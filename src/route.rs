//! Straight-line route checks against reported hazards.
//!
//! Each segment of a route is covered by one circle centered on the
//! segment's midpoint with radius `max(buffer, length / 2 + buffer)`. That
//! circle contains the full buffer around the segment, so a check can give
//! false positives but never misses a hazard inside the buffer.

use geo::{Coord, Line, LineString};
use itertools::Itertools;
use serde::Serialize;

use crate::error::{HazardError, Result};
use crate::geo_math::{GeoPoint, haversine_distance, validate_distance};
use crate::hazard::{HazardFilter, HazardRecord};
use crate::proximity::ProximityQueryService;

#[derive(Debug, Clone, PartialEq, Serialize)]
#[serde(rename_all = "camelCase")]
pub struct RouteSafety {
    pub has_hazard: bool,
    /// Hazards found near any segment, ordered by id.
    pub hazards: Vec<HazardRecord>,
    pub segments_checked: usize,
}

#[derive(Clone)]
pub struct RouteSafetyEvaluator {
    proximity: ProximityQueryService,
}

impl RouteSafetyEvaluator {
    pub fn new(proximity: ProximityQueryService) -> Self {
        Self { proximity }
    }

    pub fn evaluate_segment(
        &self,
        start: GeoPoint,
        end: GeoPoint,
        buffer_meters: f64,
    ) -> Result<RouteSafety> {
        self.evaluate(&[start, end], buffer_meters)
    }

    /// Checks every consecutive pair of `route` and unions the hazards found.
    pub fn evaluate(&self, route: &[GeoPoint], buffer_meters: f64) -> Result<RouteSafety> {
        let buffer = validate_distance("buffer", buffer_meters)?;
        if route.len() < 2 {
            return Err(HazardError::validation(format!(
                "a route needs at least 2 points, got {}",
                route.len()
            )));
        }

        let line: LineString<f64> = route.iter().map(|p| Coord::from(*p)).collect();
        let mut found = Vec::new();
        let mut segments_checked = 0;
        for segment in line.lines() {
            let (center, radius) = search_circle(&segment, buffer)?;
            let hits = self
                .proximity
                .find_within_radius(&center, Some(radius), &HazardFilter::default())?;
            found.extend(hits.into_iter().map(|hit| hit.hazard));
            segments_checked += 1;
        }

        let hazards: Vec<HazardRecord> = found
            .into_iter()
            .sorted_by_key(|h| h.id())
            .dedup_by(|a, b| a.id() == b.id())
            .collect();

        tracing::debug!(
            "Route of {} segments checked with {}m buffer: {} hazards",
            segments_checked,
            buffer,
            hazards.len()
        );

        Ok(RouteSafety {
            has_hazard: !hazards.is_empty(),
            hazards,
            segments_checked,
        })
    }
}

/// Midpoint (plain lat/lon average) and covering radius for one segment.
fn search_circle(segment: &Line<f64>, buffer: f64) -> Result<(GeoPoint, f64)> {
    let start = GeoPoint::try_from(segment.start)?;
    let end = GeoPoint::try_from(segment.end)?;
    let center = GeoPoint::try_from((segment.start + segment.end) / 2.0)?;

    let length = haversine_distance(&start, &end);
    let radius = buffer.max(length / 2.0 + buffer);
    Ok((center, radius))
}

#[cfg(test)]
mod tests {
    use super::*;
    use crate::hazard::{HazardCategory, NewHazard, ReporterId};
    use crate::index::HazardIndex;
    use approx::assert_relative_eq;
    use std::sync::Arc;

    fn p(lat: f64, lon: f64) -> GeoPoint {
        GeoPoint::new(lat, lon).unwrap()
    }

    fn evaluator_with(points: &[(f64, f64)]) -> RouteSafetyEvaluator {
        let index = Arc::new(HazardIndex::new());
        for &(latitude, longitude) in points {
            index
                .insert(NewHazard {
                    reporter_id: ReporterId::from("walker-1"),
                    category: HazardCategory::AggressiveDog,
                    description: None,
                    latitude,
                    longitude,
                    image_ref: None,
                })
                .unwrap();
        }
        RouteSafetyEvaluator::new(ProximityQueryService::new(index))
    }

    #[test]
    fn test_hazard_at_midpoint_is_found() {
        let evaluator = evaluator_with(&[(37.50, 127.005)]);
        let safety = evaluator
            .evaluate_segment(p(37.50, 127.00), p(37.50, 127.01), 50.0)
            .unwrap();
        assert!(safety.has_hazard);
        assert_eq!(safety.hazards.len(), 1);
        assert_eq!(safety.segments_checked, 1);
    }

    #[test]
    fn test_unobstructed_route_is_clear() {
        let evaluator = evaluator_with(&[(37.60, 127.10)]);
        let safety = evaluator
            .evaluate_segment(p(37.50, 127.00), p(37.518, 127.00), 100.0)
            .unwrap();
        assert!(!safety.has_hazard);
        assert!(safety.hazards.is_empty());
    }

    #[test]
    fn test_search_circle_covers_segment() {
        let segment = Line::new(Coord::from(p(37.50, 127.00)), Coord::from(p(37.50, 127.01)));
        let (center, radius) = search_circle(&segment, 50.0).unwrap();
        assert_relative_eq!(center.longitude(), 127.005, epsilon = 1e-12);
        let length = haversine_distance(&p(37.50, 127.00), &p(37.50, 127.01));
        assert_relative_eq!(radius, length / 2.0 + 50.0, epsilon = 1e-9);
    }

    #[test]
    fn test_zero_length_route_uses_buffer() {
        let segment = Line::new(Coord::from(p(37.5, 127.0)), Coord::from(p(37.5, 127.0)));
        let (_, radius) = search_circle(&segment, 75.0).unwrap();
        assert_eq!(radius, 75.0);

        let evaluator = evaluator_with(&[(37.5006, 127.0)]); // ~67 m north
        let near = evaluator
            .evaluate_segment(p(37.5, 127.0), p(37.5, 127.0), 75.0)
            .unwrap();
        assert!(near.has_hazard);
        let far = evaluator
            .evaluate_segment(p(37.5, 127.0), p(37.5, 127.0), 50.0)
            .unwrap();
        assert!(!far.has_hazard);
    }

    #[test]
    fn test_polyline_unions_segments_without_duplicates() {
        // one hazard near the corner, seen by both segments; one near the end
        let evaluator = evaluator_with(&[(37.51, 127.0001), (37.51, 127.0195)]);
        let route = [p(37.50, 127.00), p(37.51, 127.00), p(37.51, 127.02)];
        let safety = evaluator.evaluate(&route, 100.0).unwrap();
        assert_eq!(safety.segments_checked, 2);
        assert_eq!(safety.hazards.len(), 2);
        assert!(safety.hazards[0].id() < safety.hazards[1].id());
    }

    #[test]
    fn test_rejects_short_route_and_bad_buffer() {
        let evaluator = evaluator_with(&[]);
        assert!(matches!(
            evaluator.evaluate(&[p(37.5, 127.0)], 100.0),
            Err(HazardError::Validation(_))
        ));
        assert!(matches!(
            evaluator.evaluate_segment(p(37.5, 127.0), p(37.6, 127.0), 0.0),
            Err(HazardError::Validation(_))
        ));
    }
}
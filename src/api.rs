//! HTTP adapter over the hazard core.
//!
//! The reporter is taken from the `x-reporter-id` header. Authenticating
//! that value is the job of whatever sits in front of this service.

use std::sync::Arc;

use axum::{
    Json, Router,
    extract::{
        FromRequest, FromRequestParts, Path, Query, State,
        rejection::{JsonRejection, PathRejection, QueryRejection},
    },
    http::{HeaderMap, StatusCode},
    response::{IntoResponse, Response},
    routing::{get, post},
};
use chrono::{DateTime, Utc};
use serde::{Deserialize, Serialize};
use thiserror::Error;

use crate::config::Config;
use crate::emergency::{EmergencyCoordinator, EmergencyResponse, SafeRouteRecommendation};
use crate::error::HazardError;
use crate::geo_math::GeoPoint;
use crate::hazard::{
    HazardCategory, HazardFilter, HazardId, HazardPatch, HazardRecord, NearbyHazard, NewHazard,
    ReporterId,
};
use crate::index::HazardIndex;
use crate::proximity::ProximityQueryService;

pub const REPORTER_HEADER: &str = "x-reporter-id";

pub struct AppState {
    pub index: Arc<HazardIndex>,
    pub proximity: ProximityQueryService,
    pub coordinator: EmergencyCoordinator,
}

impl AppState {
    pub fn new(index: Arc<HazardIndex>, config: &Config) -> Result<Self, HazardError> {
        let proximity = ProximityQueryService::new(index.clone())
            .with_default_radius(config.default_search_radius_meters)?;
        let coordinator = EmergencyCoordinator::new(proximity.clone())
            .with_distances(config.emergency_radius_meters, config.route_buffer_meters)?;
        Ok(Self {
            index,
            proximity,
            coordinator,
        })
    }
}

pub fn router(state: Arc<AppState>) -> Router {
    Router::new()
        .route("/health", get(|| async { "OK" }))
        .route("/api/hazards/report", post(report_hazard))
        .route("/api/hazards/nearby", get(nearby_hazards))
        .route("/api/hazards/category/:category", get(hazards_by_category))
        .route(
            "/api/hazards/:id",
            get(get_hazard).put(update_hazard).delete(delete_hazard),
        )
        .route("/api/emergency/report", post(report_emergency))
        .route(
            "/api/emergency/safe-route",
            get(safe_route).post(safe_route_via),
        )
        .with_state(state)
}

// --- Errors ---

#[derive(Debug, Error)]
pub enum ApiError {
    #[error(transparent)]
    Hazard(#[from] HazardError),

    #[error("Bad request: {0}")]
    BadRequest(String),

    #[error("Unauthorized: {0}")]
    Unauthorized(String),

    #[error("Forbidden: {0}")]
    Forbidden(String),
}

impl From<JsonRejection> for ApiError {
    fn from(rejection: JsonRejection) -> Self {
        ApiError::BadRequest(rejection.body_text())
    }
}

impl From<QueryRejection> for ApiError {
    fn from(rejection: QueryRejection) -> Self {
        ApiError::BadRequest(rejection.body_text())
    }
}

impl From<PathRejection> for ApiError {
    fn from(rejection: PathRejection) -> Self {
        ApiError::BadRequest(rejection.body_text())
    }
}

impl IntoResponse for ApiError {
    fn into_response(self) -> Response {
        let status = match &self {
            ApiError::Hazard(HazardError::Validation(_)) | ApiError::BadRequest(_) => {
                StatusCode::BAD_REQUEST
            }
            ApiError::Hazard(HazardError::NotFound(_)) => StatusCode::NOT_FOUND,
            ApiError::Hazard(HazardError::AlreadyDeleted(_)) => StatusCode::CONFLICT,
            ApiError::Unauthorized(_) => StatusCode::UNAUTHORIZED,
            ApiError::Forbidden(_) => StatusCode::FORBIDDEN,
        };
        if status.is_client_error() {
            tracing::warn!("Rejected request: {}", self);
        }

        let body = Json(ApiResponse::<()>::error(self.to_string()));
        (status, body).into_response()
    }
}

// --- Extractors ---

// Same as axum's extractors, but rejections go through `ApiError`.

#[derive(FromRequest)]
#[from_request(via(Json), rejection(ApiError))]
pub struct ApiJson<T>(pub T);

#[derive(FromRequestParts)]
#[from_request(via(Query), rejection(ApiError))]
pub struct ApiQuery<T>(pub T);

#[derive(FromRequestParts)]
#[from_request(via(Path), rejection(ApiError))]
pub struct ApiPath<T>(pub T);

// --- API DTOs ---

#[derive(Debug, Serialize, Deserialize)]
pub struct ApiResponse<T> {
    pub success: bool,
    pub data: Option<T>,
    pub message: Option<String>,
}

impl<T> ApiResponse<T> {
    pub fn success(data: T) -> Self {
        Self {
            success: true,
            data: Some(data),
            message: None,
        }
    }

    pub fn success_with_message(message: impl Into<String>, data: T) -> Self {
        Self {
            success: true,
            data: Some(data),
            message: Some(message.into()),
        }
    }

    pub fn error(message: impl Into<String>) -> Self {
        Self {
            success: false,
            data: None,
            message: Some(message.into()),
        }
    }
}

#[derive(Debug, Deserialize)]
#[serde(rename_all = "camelCase")]
pub struct HazardReportRequest {
    pub category: HazardCategory,
    pub description: Option<String>,
    pub latitude: f64,
    pub longitude: f64,
    pub image_url: Option<String>,
}

#[derive(Debug, Default, Deserialize)]
#[serde(rename_all = "camelCase")]
pub struct HazardUpdateRequest {
    pub category: Option<HazardCategory>,
    pub description: Option<String>,
    pub latitude: Option<f64>,
    pub longitude: Option<f64>,
    pub image_url: Option<String>,
}

#[derive(Debug, Deserialize)]
pub struct NearbyQuery {
    pub latitude: f64,
    pub longitude: f64,
    pub radius: Option<f64>,
    pub category: Option<String>,
    pub since: Option<DateTime<Utc>>,
}

#[derive(Debug, Deserialize)]
#[serde(rename_all = "camelCase")]
pub struct EmergencyQuery {
    pub latitude: f64,
    pub longitude: f64,
    pub emergency_type: String,
}

#[derive(Debug, Deserialize)]
#[serde(rename_all = "camelCase")]
pub struct SafeRouteQuery {
    pub start_lat: f64,
    pub start_lng: f64,
    pub end_lat: f64,
    pub end_lng: f64,
}

#[derive(Debug, Deserialize)]
pub struct WaypointRouteRequest {
    pub waypoints: Vec<[f64; 2]>, // [lat, lon]
}

#[derive(Debug, Clone, Serialize, Deserialize)]
#[serde(rename_all = "camelCase")]
pub struct HazardResponse {
    pub id: HazardId,
    pub category: HazardCategory,
    pub description: Option<String>,
    pub latitude: f64,
    pub longitude: f64,
    pub image_url: Option<String>,
    pub reporter_id: ReporterId,
    pub created_at: DateTime<Utc>,
    #[serde(skip_serializing_if = "Option::is_none")]
    pub deleted_at: Option<DateTime<Utc>>,
    #[serde(skip_serializing_if = "Option::is_none")]
    pub distance_meters: Option<f64>,
}

impl From<HazardRecord> for HazardResponse {
    fn from(record: HazardRecord) -> Self {
        Self {
            id: record.id(),
            category: record.category(),
            latitude: record.location().latitude(),
            longitude: record.location().longitude(),
            deleted_at: record.deleted_at(),
            created_at: record.created_at(),
            reporter_id: record.reporter_id().clone(),
            description: record.description,
            image_url: record.image_ref,
            distance_meters: None,
        }
    }
}

impl From<NearbyHazard> for HazardResponse {
    fn from(nearby: NearbyHazard) -> Self {
        Self {
            distance_meters: Some(nearby.distance_meters),
            ..Self::from(nearby.hazard)
        }
    }
}

// --- Handlers ---

type ApiResult<T> = Result<Json<ApiResponse<T>>, ApiError>;

fn reporter_from(headers: &HeaderMap) -> Result<ReporterId, ApiError> {
    headers
        .get(REPORTER_HEADER)
        .and_then(|v| v.to_str().ok())
        .map(str::trim)
        .filter(|v| !v.is_empty())
        .map(ReporterId::from)
        .ok_or_else(|| ApiError::Unauthorized(format!("missing {} header", REPORTER_HEADER)))
}

fn ensure_reporter(index: &HazardIndex, id: HazardId, caller: &ReporterId) -> Result<(), ApiError> {
    let owner = index.reporter_of(id)?;
    if &owner != caller {
        return Err(ApiError::Forbidden(format!(
            "only the original reporter can modify hazard {}",
            id
        )));
    }
    Ok(())
}

async fn report_hazard(
    State(state): State<Arc<AppState>>,
    headers: HeaderMap,
    ApiJson(payload): ApiJson<HazardReportRequest>,
) -> ApiResult<HazardResponse> {
    let reporter_id = reporter_from(&headers)?;
    let record = state.index.insert(NewHazard {
        reporter_id,
        category: payload.category,
        description: payload.description,
        latitude: payload.latitude,
        longitude: payload.longitude,
        image_ref: payload.image_url,
    })?;
    Ok(Json(ApiResponse::success_with_message(
        "Hazard reported",
        record.into(),
    )))
}

async fn nearby_hazards(
    State(state): State<Arc<AppState>>,
    ApiQuery(query): ApiQuery<NearbyQuery>,
) -> ApiResult<Vec<HazardResponse>> {
    let category = query
        .category
        .as_deref()
        .map(str::parse::<HazardCategory>)
        .transpose()?;
    let filter = HazardFilter {
        category,
        reported_since: query.since,
    };
    let hazards = state
        .proximity
        .nearby(query.latitude, query.longitude, query.radius, &filter)?;
    Ok(Json(ApiResponse::success(
        hazards.into_iter().map(HazardResponse::from).collect(),
    )))
}

async fn hazards_by_category(
    State(state): State<Arc<AppState>>,
    ApiPath(category): ApiPath<String>,
) -> ApiResult<Vec<HazardResponse>> {
    let category: HazardCategory = category.parse()?;
    let hazards = state.proximity.by_category(category);
    Ok(Json(ApiResponse::success(
        hazards.into_iter().map(HazardResponse::from).collect(),
    )))
}

async fn get_hazard(
    State(state): State<Arc<AppState>>,
    ApiPath(id): ApiPath<u64>,
) -> ApiResult<HazardResponse> {
    let record = state.index.get(HazardId(id))?;
    Ok(Json(ApiResponse::success(record.into())))
}

async fn update_hazard(
    State(state): State<Arc<AppState>>,
    ApiPath(id): ApiPath<u64>,
    headers: HeaderMap,
    ApiJson(payload): ApiJson<HazardUpdateRequest>,
) -> ApiResult<HazardResponse> {
    let id = HazardId(id);
    let caller = reporter_from(&headers)?;
    ensure_reporter(&state.index, id, &caller)?;

    let location = match (payload.latitude, payload.longitude) {
        (Some(lat), Some(lon)) => Some((lat, lon)),
        (None, None) => None,
        _ => {
            return Err(ApiError::BadRequest(
                "latitude and longitude must be given together".to_string(),
            ));
        }
    };
    let record = state.index.update(
        id,
        HazardPatch {
            category: payload.category,
            description: payload.description,
            location,
            image_ref: payload.image_url,
        },
    )?;
    Ok(Json(ApiResponse::success_with_message(
        "Hazard updated",
        record.into(),
    )))
}

async fn delete_hazard(
    State(state): State<Arc<AppState>>,
    ApiPath(id): ApiPath<u64>,
    headers: HeaderMap,
) -> ApiResult<()> {
    let id = HazardId(id);
    let caller = reporter_from(&headers)?;
    ensure_reporter(&state.index, id, &caller)?;

    state.index.soft_delete(id)?;
    Ok(Json(ApiResponse::success_with_message("Hazard deleted", ())))
}

async fn report_emergency(
    State(state): State<Arc<AppState>>,
    ApiQuery(query): ApiQuery<EmergencyQuery>,
) -> ApiResult<EmergencyResponse> {
    let response = state.coordinator.handle_emergency(
        query.latitude,
        query.longitude,
        &query.emergency_type,
    )?;
    Ok(Json(ApiResponse::success_with_message(
        "Emergency received",
        response,
    )))
}

async fn safe_route(
    State(state): State<Arc<AppState>>,
    ApiQuery(query): ApiQuery<SafeRouteQuery>,
) -> ApiResult<SafeRouteRecommendation> {
    let recommendation = state.coordinator.recommend_safe_route(
        query.start_lat,
        query.start_lng,
        query.end_lat,
        query.end_lng,
    )?;
    Ok(Json(ApiResponse::success(recommendation)))
}

async fn safe_route_via(
    State(state): State<Arc<AppState>>,
    ApiJson(payload): ApiJson<WaypointRouteRequest>,
) -> ApiResult<SafeRouteRecommendation> {
    let waypoints = payload
        .waypoints
        .iter()
        .map(|&[lat, lon]| GeoPoint::new(lat, lon))
        .collect::<Result<Vec<_>, _>>()?;
    let recommendation = state.coordinator.recommend_safe_route_via(&waypoints)?;
    Ok(Json(ApiResponse::success(recommendation)))
}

#####

• _EXERCISE PROMPT_
Reproduce the records above line by line, without any change, up to and including the line that holds "use serde::Serialize;".

• _FINAL ANSWER_
filename src/route.rs
//! Straight-line route checks against reported hazards.
//!
//! Each segment of a route is covered by one circle centered on the
//! segment's midpoint with radius `max(buffer, length / 2 + buffer)`. That
//! circle contains the full buffer around the segment, so a check can give
//! false positives but never misses a hazard inside the buffer.

use geo::{Coord, Line, LineString};
use itertools::Itertools;
use serde::Serialize;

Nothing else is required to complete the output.